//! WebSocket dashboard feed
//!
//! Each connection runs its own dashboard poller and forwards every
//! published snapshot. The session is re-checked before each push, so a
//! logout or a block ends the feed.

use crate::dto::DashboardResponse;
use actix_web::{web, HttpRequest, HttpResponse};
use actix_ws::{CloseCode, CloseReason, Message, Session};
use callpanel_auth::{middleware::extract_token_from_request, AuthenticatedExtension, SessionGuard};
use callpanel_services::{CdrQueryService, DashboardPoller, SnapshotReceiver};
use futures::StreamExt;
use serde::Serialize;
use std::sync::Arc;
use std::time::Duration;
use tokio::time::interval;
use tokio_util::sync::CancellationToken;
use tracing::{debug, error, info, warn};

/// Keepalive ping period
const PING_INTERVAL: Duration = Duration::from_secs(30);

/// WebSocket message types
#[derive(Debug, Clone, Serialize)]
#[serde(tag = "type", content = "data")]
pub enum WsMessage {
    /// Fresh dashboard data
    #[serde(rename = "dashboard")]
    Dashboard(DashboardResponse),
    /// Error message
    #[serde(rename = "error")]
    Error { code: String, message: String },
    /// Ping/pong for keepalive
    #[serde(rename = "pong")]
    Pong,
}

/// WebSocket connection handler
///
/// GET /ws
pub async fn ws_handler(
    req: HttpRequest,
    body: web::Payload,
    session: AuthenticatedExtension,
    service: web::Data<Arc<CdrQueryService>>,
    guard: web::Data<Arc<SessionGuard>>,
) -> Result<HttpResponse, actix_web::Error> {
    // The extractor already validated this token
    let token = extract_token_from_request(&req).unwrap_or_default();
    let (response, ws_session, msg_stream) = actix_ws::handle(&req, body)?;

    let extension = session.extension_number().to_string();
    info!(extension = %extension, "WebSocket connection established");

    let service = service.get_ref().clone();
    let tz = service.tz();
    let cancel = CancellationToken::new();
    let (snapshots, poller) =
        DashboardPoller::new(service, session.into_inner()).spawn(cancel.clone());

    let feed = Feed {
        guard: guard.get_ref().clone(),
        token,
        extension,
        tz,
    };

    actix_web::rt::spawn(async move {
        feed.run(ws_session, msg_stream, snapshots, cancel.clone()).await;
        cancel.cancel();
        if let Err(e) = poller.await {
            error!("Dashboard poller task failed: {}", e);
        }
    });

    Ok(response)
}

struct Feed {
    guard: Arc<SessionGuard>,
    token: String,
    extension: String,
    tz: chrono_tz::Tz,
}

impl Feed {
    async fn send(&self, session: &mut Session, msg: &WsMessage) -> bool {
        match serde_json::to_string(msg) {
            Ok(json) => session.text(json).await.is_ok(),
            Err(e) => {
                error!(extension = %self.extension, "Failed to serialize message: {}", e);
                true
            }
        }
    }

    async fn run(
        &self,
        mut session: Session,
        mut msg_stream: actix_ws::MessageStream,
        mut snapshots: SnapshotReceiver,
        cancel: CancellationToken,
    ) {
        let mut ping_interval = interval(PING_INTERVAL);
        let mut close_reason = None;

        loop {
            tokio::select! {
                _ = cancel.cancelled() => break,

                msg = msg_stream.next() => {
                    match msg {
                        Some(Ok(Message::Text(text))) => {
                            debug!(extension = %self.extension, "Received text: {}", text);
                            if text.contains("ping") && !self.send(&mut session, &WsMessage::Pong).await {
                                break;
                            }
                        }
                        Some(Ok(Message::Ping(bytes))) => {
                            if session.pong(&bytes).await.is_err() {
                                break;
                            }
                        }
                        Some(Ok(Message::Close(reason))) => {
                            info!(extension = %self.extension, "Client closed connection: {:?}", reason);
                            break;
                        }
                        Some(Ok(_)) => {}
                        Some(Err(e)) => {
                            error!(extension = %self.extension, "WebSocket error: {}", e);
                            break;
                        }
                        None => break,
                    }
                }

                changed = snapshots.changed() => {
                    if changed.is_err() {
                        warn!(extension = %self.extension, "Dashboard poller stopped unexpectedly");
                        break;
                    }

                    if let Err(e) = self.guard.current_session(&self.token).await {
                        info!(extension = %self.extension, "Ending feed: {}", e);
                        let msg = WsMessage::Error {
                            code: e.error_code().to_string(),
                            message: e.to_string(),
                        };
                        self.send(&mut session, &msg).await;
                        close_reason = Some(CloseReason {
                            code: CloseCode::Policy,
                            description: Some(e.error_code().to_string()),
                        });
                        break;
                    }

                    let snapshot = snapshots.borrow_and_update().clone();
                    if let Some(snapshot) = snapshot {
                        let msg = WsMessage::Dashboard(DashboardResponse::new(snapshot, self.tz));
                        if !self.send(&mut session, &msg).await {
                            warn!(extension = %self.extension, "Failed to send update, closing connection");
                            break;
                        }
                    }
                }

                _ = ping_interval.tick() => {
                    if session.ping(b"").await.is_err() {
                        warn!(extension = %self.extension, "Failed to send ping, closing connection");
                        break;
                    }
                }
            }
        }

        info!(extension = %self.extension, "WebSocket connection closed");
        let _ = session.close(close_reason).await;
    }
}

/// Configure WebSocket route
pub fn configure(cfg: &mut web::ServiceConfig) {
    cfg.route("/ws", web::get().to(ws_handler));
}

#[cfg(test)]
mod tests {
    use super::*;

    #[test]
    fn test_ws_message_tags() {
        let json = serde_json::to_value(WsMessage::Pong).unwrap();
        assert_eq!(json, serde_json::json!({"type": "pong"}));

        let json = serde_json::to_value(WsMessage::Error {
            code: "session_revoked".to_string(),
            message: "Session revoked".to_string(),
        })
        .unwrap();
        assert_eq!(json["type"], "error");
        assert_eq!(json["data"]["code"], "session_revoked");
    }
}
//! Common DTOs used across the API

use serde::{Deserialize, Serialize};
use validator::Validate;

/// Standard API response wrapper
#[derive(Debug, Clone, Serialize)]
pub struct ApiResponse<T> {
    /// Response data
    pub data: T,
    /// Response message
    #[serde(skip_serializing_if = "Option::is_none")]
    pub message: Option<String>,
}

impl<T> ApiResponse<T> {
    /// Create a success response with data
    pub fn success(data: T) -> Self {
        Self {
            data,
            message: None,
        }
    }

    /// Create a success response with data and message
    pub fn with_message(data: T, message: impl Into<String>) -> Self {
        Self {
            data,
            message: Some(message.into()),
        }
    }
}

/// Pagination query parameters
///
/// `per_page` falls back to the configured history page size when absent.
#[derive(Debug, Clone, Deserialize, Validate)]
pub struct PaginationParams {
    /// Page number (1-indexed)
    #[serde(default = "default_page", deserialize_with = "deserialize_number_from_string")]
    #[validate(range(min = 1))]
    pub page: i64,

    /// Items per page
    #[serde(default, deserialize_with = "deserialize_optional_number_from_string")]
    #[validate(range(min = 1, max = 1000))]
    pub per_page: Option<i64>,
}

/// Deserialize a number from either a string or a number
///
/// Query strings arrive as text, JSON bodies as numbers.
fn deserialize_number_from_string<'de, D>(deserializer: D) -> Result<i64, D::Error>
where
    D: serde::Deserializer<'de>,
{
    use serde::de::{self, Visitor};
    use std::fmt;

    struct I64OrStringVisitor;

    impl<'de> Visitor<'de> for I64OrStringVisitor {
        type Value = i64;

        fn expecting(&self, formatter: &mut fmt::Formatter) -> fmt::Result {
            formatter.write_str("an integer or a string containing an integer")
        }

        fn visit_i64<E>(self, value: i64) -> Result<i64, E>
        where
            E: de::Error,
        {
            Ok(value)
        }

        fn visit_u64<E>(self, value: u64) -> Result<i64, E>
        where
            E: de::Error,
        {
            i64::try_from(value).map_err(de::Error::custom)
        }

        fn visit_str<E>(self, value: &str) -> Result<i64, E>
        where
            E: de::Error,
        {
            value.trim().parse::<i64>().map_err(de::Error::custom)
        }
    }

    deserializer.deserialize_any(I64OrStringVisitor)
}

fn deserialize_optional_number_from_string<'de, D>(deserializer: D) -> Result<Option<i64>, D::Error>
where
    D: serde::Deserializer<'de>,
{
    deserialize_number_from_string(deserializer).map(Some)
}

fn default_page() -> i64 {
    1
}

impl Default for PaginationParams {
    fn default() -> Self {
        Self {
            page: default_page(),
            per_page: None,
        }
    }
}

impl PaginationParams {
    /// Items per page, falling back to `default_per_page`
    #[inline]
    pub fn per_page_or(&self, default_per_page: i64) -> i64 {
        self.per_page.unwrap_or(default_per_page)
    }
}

### Task to carry out
From the entries above, select each line containing the string "WsMessage".

### Completed exercise
pub enum WsMessage {
    async fn send(&self, session: &mut Session, msg: &WsMessage) -> bool {
                            if text.contains("ping") && !self.send(&mut session, &WsMessage::Pong).await {
                        let msg = WsMessage::Error {
                        let msg = WsMessage::Dashboard(DashboardResponse::new(snapshot, self.tz));
        let json = serde_json::to_value(WsMessage::Pong).unwrap();
        let json = serde_json::to_value(WsMessage::Error {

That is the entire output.